Data excerpts >>
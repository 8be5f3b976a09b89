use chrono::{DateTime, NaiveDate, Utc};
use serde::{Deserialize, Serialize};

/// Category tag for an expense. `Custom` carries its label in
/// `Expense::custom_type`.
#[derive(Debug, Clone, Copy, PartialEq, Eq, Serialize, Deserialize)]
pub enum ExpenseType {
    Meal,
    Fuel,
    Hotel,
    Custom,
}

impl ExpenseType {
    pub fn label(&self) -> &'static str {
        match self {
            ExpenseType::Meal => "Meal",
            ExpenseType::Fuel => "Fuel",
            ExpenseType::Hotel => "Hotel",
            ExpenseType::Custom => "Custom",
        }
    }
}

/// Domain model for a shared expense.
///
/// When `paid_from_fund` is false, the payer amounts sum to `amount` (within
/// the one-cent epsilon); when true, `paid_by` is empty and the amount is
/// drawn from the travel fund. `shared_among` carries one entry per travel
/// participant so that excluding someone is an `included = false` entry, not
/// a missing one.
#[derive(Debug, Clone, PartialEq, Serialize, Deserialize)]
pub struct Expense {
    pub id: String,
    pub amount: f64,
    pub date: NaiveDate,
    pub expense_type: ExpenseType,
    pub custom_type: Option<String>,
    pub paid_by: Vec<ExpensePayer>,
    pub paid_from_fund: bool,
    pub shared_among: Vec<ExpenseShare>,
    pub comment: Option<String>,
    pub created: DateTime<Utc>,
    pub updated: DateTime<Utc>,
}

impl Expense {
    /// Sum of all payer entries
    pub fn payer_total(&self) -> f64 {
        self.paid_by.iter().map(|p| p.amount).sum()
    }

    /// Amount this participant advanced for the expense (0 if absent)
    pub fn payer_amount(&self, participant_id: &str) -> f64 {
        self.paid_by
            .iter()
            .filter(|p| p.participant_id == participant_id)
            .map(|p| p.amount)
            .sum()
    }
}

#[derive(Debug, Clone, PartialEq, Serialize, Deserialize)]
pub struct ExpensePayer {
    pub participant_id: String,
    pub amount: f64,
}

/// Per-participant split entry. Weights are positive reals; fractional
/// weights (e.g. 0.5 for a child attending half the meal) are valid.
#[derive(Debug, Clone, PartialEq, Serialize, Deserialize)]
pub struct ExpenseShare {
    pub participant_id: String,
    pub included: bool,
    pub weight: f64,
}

* * *

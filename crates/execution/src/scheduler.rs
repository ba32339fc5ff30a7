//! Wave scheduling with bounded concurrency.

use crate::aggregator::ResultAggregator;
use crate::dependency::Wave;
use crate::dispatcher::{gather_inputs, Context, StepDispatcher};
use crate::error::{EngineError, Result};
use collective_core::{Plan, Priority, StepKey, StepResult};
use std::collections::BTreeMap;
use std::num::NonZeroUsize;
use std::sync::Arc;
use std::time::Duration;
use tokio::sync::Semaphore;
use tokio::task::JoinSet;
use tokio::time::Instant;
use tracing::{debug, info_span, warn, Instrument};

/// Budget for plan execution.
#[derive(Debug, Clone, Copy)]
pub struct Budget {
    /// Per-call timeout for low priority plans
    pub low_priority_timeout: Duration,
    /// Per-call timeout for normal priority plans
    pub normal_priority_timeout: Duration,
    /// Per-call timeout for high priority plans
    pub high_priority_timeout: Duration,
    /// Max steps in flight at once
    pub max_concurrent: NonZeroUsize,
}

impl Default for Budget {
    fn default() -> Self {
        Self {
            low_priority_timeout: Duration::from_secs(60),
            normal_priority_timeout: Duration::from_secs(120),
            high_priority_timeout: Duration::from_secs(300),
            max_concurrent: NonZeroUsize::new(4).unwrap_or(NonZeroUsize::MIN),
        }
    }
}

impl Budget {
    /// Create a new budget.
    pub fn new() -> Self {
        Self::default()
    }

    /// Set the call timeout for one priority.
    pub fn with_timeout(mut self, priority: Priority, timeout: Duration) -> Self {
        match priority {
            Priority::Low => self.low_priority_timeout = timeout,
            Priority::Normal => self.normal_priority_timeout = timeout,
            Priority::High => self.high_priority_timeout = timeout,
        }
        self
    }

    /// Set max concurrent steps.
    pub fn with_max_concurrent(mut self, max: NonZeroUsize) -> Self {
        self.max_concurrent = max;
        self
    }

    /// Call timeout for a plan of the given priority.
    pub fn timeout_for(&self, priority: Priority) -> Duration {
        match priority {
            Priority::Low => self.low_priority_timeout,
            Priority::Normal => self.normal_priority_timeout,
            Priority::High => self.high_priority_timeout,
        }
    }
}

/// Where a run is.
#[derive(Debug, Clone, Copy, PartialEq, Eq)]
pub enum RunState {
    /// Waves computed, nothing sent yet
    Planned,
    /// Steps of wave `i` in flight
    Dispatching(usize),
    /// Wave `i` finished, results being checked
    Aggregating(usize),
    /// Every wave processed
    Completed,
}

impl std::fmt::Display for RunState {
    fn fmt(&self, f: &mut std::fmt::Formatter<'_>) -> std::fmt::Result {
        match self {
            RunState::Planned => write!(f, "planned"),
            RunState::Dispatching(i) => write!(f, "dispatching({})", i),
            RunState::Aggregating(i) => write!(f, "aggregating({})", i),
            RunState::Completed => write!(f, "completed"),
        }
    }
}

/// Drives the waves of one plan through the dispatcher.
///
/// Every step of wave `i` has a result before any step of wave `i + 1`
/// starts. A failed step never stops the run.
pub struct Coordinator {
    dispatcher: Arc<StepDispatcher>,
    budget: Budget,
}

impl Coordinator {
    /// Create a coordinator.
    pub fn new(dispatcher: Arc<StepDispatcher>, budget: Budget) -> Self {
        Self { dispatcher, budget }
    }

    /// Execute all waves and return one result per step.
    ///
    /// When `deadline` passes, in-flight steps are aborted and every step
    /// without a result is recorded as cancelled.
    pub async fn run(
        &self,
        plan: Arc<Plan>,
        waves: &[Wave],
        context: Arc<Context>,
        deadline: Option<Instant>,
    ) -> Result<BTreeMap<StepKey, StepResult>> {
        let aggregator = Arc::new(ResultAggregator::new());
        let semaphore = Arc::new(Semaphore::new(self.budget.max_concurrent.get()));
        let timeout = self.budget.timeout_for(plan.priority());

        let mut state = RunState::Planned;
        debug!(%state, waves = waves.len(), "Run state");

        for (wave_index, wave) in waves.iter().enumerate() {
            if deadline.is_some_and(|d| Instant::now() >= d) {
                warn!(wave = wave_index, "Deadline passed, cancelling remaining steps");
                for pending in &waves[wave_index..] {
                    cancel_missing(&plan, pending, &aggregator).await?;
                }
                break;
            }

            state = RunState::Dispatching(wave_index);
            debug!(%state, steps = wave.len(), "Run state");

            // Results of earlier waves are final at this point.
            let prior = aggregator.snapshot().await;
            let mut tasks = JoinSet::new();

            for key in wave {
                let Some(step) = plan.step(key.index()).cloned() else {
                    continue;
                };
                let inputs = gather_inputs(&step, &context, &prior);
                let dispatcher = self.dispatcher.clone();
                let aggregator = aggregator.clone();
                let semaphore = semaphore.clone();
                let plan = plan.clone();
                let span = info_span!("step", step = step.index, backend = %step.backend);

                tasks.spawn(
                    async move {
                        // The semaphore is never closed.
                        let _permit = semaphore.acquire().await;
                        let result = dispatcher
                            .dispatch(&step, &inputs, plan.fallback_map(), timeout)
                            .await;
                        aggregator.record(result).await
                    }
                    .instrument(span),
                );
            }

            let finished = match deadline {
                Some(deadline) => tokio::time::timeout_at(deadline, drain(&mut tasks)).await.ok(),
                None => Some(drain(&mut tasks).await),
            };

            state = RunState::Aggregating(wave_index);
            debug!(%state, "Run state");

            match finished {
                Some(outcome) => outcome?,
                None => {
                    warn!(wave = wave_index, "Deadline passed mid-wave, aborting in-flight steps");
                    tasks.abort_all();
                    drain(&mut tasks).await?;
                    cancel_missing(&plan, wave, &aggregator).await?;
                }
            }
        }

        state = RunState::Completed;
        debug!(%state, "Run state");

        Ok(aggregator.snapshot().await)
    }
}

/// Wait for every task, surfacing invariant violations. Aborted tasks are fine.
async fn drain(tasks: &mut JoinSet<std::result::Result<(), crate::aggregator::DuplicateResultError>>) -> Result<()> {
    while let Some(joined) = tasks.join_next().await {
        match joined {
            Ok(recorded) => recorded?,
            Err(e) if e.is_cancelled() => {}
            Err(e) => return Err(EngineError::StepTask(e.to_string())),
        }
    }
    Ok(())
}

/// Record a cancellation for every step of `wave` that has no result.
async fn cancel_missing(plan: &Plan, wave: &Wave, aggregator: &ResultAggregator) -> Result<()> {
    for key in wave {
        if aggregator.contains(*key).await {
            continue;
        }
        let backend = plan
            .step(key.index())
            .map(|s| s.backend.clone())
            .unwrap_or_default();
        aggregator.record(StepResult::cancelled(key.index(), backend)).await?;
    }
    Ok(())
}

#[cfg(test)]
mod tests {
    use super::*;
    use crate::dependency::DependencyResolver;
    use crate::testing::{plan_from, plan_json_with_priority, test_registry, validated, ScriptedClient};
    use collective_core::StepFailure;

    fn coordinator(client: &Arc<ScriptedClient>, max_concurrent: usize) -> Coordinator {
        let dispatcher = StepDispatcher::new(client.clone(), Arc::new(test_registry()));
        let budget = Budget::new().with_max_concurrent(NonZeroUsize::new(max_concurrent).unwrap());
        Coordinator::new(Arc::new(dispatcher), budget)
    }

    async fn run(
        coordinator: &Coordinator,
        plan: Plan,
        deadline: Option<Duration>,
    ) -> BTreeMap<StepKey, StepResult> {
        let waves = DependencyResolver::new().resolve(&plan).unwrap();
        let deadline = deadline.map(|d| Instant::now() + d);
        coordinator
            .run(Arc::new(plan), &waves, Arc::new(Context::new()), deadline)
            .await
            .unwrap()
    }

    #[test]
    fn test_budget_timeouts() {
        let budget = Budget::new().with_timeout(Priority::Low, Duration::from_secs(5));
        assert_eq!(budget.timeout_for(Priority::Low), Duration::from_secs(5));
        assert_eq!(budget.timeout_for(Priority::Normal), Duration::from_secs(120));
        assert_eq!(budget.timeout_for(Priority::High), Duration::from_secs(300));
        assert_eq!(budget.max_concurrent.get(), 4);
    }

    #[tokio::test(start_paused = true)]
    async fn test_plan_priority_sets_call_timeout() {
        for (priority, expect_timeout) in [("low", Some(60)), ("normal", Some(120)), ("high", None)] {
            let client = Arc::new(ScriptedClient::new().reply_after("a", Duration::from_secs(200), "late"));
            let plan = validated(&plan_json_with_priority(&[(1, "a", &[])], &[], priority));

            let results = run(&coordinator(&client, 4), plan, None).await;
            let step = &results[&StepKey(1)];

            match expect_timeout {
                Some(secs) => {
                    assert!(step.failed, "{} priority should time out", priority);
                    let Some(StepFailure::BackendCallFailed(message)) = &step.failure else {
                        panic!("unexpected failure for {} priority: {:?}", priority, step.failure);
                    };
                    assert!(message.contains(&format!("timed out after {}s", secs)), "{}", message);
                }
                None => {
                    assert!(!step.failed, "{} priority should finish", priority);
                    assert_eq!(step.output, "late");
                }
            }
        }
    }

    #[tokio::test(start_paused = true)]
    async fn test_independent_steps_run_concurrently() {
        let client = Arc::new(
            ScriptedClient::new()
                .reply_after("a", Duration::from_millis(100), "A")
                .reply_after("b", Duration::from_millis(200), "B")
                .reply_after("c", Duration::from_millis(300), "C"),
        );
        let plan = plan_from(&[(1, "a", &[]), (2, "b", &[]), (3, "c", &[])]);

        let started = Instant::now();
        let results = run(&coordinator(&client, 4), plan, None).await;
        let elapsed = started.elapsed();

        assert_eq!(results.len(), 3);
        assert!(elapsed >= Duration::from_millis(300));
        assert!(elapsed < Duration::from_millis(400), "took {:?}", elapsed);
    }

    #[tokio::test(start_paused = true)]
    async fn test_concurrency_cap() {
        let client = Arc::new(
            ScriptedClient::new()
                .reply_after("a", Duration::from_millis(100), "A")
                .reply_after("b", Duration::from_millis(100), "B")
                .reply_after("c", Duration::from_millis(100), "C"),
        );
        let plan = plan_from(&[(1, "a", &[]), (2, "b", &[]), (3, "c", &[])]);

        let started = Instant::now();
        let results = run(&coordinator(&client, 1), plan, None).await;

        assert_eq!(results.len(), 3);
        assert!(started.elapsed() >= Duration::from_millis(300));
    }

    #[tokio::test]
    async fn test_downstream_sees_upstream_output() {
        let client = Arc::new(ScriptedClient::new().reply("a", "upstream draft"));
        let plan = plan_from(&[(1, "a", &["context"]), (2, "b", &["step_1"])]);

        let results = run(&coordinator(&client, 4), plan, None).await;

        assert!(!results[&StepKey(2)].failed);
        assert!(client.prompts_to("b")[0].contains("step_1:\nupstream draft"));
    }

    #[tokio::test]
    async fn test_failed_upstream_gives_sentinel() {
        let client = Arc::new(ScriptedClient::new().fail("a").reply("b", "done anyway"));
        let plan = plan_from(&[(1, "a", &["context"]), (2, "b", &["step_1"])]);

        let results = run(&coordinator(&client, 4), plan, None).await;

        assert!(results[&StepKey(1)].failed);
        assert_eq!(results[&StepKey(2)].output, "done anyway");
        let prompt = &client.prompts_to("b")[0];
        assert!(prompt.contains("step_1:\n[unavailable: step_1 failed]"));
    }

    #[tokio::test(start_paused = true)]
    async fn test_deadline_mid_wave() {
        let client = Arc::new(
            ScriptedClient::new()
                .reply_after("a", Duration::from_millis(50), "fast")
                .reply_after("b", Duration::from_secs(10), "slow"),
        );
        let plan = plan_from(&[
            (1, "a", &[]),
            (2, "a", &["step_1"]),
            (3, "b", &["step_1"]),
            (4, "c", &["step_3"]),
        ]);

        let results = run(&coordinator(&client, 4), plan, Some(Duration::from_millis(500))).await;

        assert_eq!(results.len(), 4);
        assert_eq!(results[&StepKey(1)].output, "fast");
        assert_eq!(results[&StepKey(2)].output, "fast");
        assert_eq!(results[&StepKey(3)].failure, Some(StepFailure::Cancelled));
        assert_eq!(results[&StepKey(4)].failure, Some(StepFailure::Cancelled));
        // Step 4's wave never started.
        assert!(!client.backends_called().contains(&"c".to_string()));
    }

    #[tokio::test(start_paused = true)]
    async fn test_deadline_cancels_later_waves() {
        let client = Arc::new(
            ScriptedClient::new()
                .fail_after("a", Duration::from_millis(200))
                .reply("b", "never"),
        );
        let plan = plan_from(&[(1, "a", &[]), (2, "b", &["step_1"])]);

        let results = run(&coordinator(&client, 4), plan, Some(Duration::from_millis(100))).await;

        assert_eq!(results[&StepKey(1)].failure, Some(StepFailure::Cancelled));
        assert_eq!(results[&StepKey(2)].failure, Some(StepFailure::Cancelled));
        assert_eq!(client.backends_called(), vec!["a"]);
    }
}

Task prompt >> The string "return" may appear on lines of the data above; give the number of those lines and nothing more.

Written reply >> 2